## Problem to work on
What lines below hold the string "content"? Copy them all.

- - -

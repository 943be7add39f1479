//! CLI for resolving CloudFormation templates
//!
//! Reads a template from a file or stdin, builds the evaluation context from
//! flags and/or a context file, and prints the fully resolved document.

use cfn_resolve::{ResolveOptions, TemplateContext, resolve_template};
use clap::Parser;
use serde_json::Value;
use std::fs;
use std::io::{self, Read};
use std::process;

#[derive(Parser)]
#[command(name = "cfn-resolve")]
#[command(about = "Resolve the intrinsic functions, conditions and references of a template")]
#[command(version)]
struct Cli {
    /// Template file (reads from stdin if not provided)
    template: Option<String>,

    /// JSON file with the full evaluation context (account, region,
    /// parameters, ssm_parameters, exports); flags override its fields
    #[arg(short, long)]
    context: Option<String>,

    /// Account id
    #[arg(long)]
    account: Option<String>,

    /// Region
    #[arg(long)]
    region: Option<String>,

    /// Stack name
    #[arg(long)]
    stack_name: Option<String>,

    /// Parameter override as KEY=VALUE (repeatable)
    #[arg(long = "parameter")]
    parameters: Vec<String>,

    /// Export value as KEY=VALUE (repeatable)
    #[arg(long = "export")]
    exports: Vec<String>,

    /// Fill parameters without an override from template defaults
    #[arg(long)]
    use_defaults: bool,

    /// Pretty-print the resolved document
    #[arg(short, long)]
    pretty: bool,
}

fn main() {
    env_logger::init();
    let cli = Cli::parse();

    let mut context = match cli.context.as_deref() {
        Some(filename) => match fs::read_to_string(filename) {
            Ok(content) => match serde_json::from_str::<TemplateContext>(&content) {
                Ok(context) => context,
                Err(e) => {
                    eprintln!("Error parsing context file '{filename}': {e}");
                    process::exit(1);
                }
            },
            Err(e) => {
                eprintln!("Error reading context file '{filename}': {e}");
                process::exit(1);
            }
        },
        None => TemplateContext::new("123456789012", "us-east-1", "local"),
    };
    if let Some(account) = cli.account {
        context.account = account;
    }
    if let Some(region) = cli.region {
        context.region = region;
    }
    if let Some(stack_name) = cli.stack_name {
        context.stack_name = stack_name;
    }
    for entry in &cli.parameters {
        let (key, value) = parse_key_value(entry, "--parameter");
        context.parameters.insert(key, Value::String(value));
    }
    for entry in &cli.exports {
        let (key, value) = parse_key_value(entry, "--export");
        context.exports.insert(key, Value::String(value));
    }

    let template_data = match cli.template.as_deref() {
        Some(filename) => match fs::read_to_string(filename) {
            Ok(content) => content,
            Err(e) => {
                eprintln!("Error reading template '{filename}': {e}");
                process::exit(1);
            }
        },
        None => {
            let mut buffer = String::new();
            if let Err(e) = io::stdin().read_to_string(&mut buffer) {
                eprintln!("Error reading from stdin: {e}");
                process::exit(1);
            }
            buffer
        }
    };

    let template: Value = match serde_json::from_str(&template_data) {
        Ok(template) => template,
        Err(e) => {
            eprintln!("Error parsing template JSON: {e}");
            process::exit(1);
        }
    };

    let options = ResolveOptions {
        use_parameter_defaults: cli.use_defaults,
    };
    let resolved = match resolve_template(context, template, options) {
        Ok(resolved) => resolved,
        Err(e) => {
            eprintln!("Resolution failed: {e}");
            process::exit(1);
        }
    };

    let output = if cli.pretty {
        serde_json::to_string_pretty(&resolved.document)
    } else {
        serde_json::to_string(&resolved.document)
    };
    match output {
        Ok(json) => println!("{json}"),
        Err(e) => {
            eprintln!("Error serializing resolved document: {e}");
            process::exit(1);
        }
    }
}

fn parse_key_value(entry: &str, flag: &str) -> (String, String) {
    match entry.split_once('=') {
        Some((key, value)) => (key.to_string(), value.to_string()),
        None => {
            eprintln!("Invalid {flag} '{entry}': expected KEY=VALUE");
            process::exit(1);
        }
    }
}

- - -

## Written answer
            Ok(content) => match serde_json::from_str::<TemplateContext>(&content) {
            Ok(content) => content,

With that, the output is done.